▶ [Your task]: Find the string "DateTime" in the entries and copy each line that has it.

-- Opening Marker --

//! Smart data service: cache-first access to the reconciled station list.
//!
//! Reads are served from the `merged` cache entry while it is fresh. On a
//! miss a single coalesced refresh fetches both feeds concurrently (each
//! through its own cache entry and in-flight guard), reconciles them and
//! stores the result. When a refresh fails the previous snapshot is served
//! as stale with the error attached; only when nothing was ever cached does
//! the call fail.
//!
//! Alarm status and data age are recomputed on every read, so threshold
//! updates and the passage of time show up without refetching.

use crate::Error;
use crate::alarm;
use crate::cache::{CacheEntry, CachePayload, CacheStats, CacheStore, InFlight, Lookup, MERGED_KEY};
use crate::fetch::{FetchError, SourceFetcher};
use crate::model::{MapStation, PinnedCoordinates, ReconciledStation, SourceTag, StationStats, StationThresholds};
use crate::reconcile::{FreshnessPolicy, Reconciler};
use chrono::{DateTime, Utc};
use serde::Serialize;
use std::collections::HashMap;
use std::sync::{Arc, PoisonError, RwLock};
use std::time::Duration;
use tokio::sync::RwLock as AsyncRwLock;

/// Cache lifetimes and fetch budget.
#[derive(Debug, Clone, Copy, PartialEq)]
pub struct ServicePolicy {
    pub source_ttl: Duration,
    pub merged_ttl: Duration,
    pub freshness_threshold_hours: f64,
    /// How long past expiry a source snapshot may stand in for a failed fetch.
    pub stale_grace: Duration,
    pub fetch_timeout: Duration,
}

impl Default for ServicePolicy {
    fn default() -> Self {
        Self {
            source_ttl: Duration::from_secs(300),
            merged_ttl: Duration::from_secs(300),
            freshness_threshold_hours: crate::reconcile::DEFAULT_FRESHNESS_THRESHOLD_HOURS,
            stale_grace: Duration::from_secs(3600),
            fetch_timeout: Duration::from_secs(20),
        }
    }
}

/// How a feed's readings were obtained for the current snapshot.
#[derive(Debug, Clone, Copy, Default, PartialEq, Eq, Serialize)]
#[serde(rename_all = "lowercase")]
pub enum SourceStatus {
    /// Fetched from upstream during this refresh.
    Live,
    /// Reused from a fresh cache entry.
    Cached,
    /// Upstream failed; an expired cache entry was used instead.
    Fallback,
    /// Upstream failed and nothing usable was cached.
    Failed,
    /// No refresh has run yet.
    #[default]
    Unknown,
}

#[derive(Debug, Clone, Default, PartialEq, Serialize)]
pub struct SourceReport {
    pub status: SourceStatus,
    #[serde(skip_serializing_if = "Option::is_none")]
    pub error: Option<String>,
    pub stations: usize,
}

#[derive(Debug, Clone, Default, PartialEq, Serialize)]
pub struct SourcesReport {
    pub hydro: SourceReport,
    pub hydro2: SourceReport,
}

#[derive(Debug, Clone, Serialize)]
#[serde(rename_all = "camelCase")]
pub struct DataMeta {
    pub cache_hit: bool,
    pub stale: bool,
    #[serde(skip_serializing_if = "Option::is_none")]
    pub error: Option<String>,
    pub fetched_at: DateTime<Utc>,
    pub expires_at: DateTime<Utc>,
    pub sources: SourcesReport,
}

#[derive(Debug, Clone, Serialize)]
pub struct SmartStationsData {
    pub stations: Vec<ReconciledStation>,
    pub meta: DataMeta,
}

#[derive(Debug, Clone, Serialize)]
pub struct SmartDataStats {
    pub stations: StationStats,
    pub cache: CacheStats,
    pub stale: bool,
    #[serde(skip_serializing_if = "Option::is_none")]
    pub error: Option<String>,
}

#[derive(Debug, Clone, PartialEq, Serialize)]
pub struct RefreshFailure {
    pub key: String,
    pub error: String,
}

#[derive(Debug, Clone, Default, PartialEq, Serialize)]
pub struct RefreshReport {
    pub success: Vec<String>,
    pub failed: Vec<RefreshFailure>,
}

impl RefreshReport {
    fn record(&mut self, key: &str, error: Option<String>) {
        match error {
            None => self.success.push(key.to_string()),
            Some(error) => self.failed.push(RefreshFailure { key: key.to_string(), error }),
        }
    }
}

#[derive(Debug, Clone)]
struct SourceOutcome {
    payload: Option<Arc<CachePayload>>,
    report: SourceReport,
}

impl SourceOutcome {
    fn from_entry(status: SourceStatus, entry: &CacheEntry, error: Option<String>) -> Self {
        Self {
            payload: Some(entry.payload.clone()),
            report: SourceReport { status, error, stations: entry.payload.len() },
        }
    }

    fn failed(error: String) -> Self {
        Self { payload: None, report: SourceReport { status: SourceStatus::Failed, error: Some(error), stations: 0 } }
    }

    fn readings(&self) -> Option<&[crate::model::RawStationReading]> {
        self.payload.as_deref().and_then(CachePayload::as_readings)
    }
}

#[derive(Debug, Clone)]
struct MergedOutcome {
    result: Result<CacheEntry, String>,
    sources: SourcesReport,
}

struct Inner {
    primary: Arc<dyn SourceFetcher>,
    secondary: Arc<dyn SourceFetcher>,
    cache: Arc<CacheStore>,
    policy: ServicePolicy,
    reconciler: Reconciler,
    thresholds: RwLock<HashMap<String, StationThresholds>>,
    pinned: RwLock<HashMap<String, PinnedCoordinates>>,
    last_sources: AsyncRwLock<SourcesReport>,
    source_flight: InFlight<SourceOutcome>,
    merged_flight: InFlight<MergedOutcome>,
}

/// Cache-first facade over both feeds. Cheap to clone.
#[derive(Clone)]
pub struct SmartDataService {
    inner: Arc<Inner>,
}

impl std::fmt::Debug for SmartDataService {
    fn fmt(&self, f: &mut std::fmt::Formatter<'_>) -> std::fmt::Result {
        f.debug_struct("SmartDataService")
            .field("policy", &self.inner.policy)
            .finish_non_exhaustive()
    }
}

-- Closing Marker --

▶ [Exercise result]:
use chrono::{DateTime, Utc};
    pub fetched_at: DateTime<Utc>,
    pub expires_at: DateTime<Utc>,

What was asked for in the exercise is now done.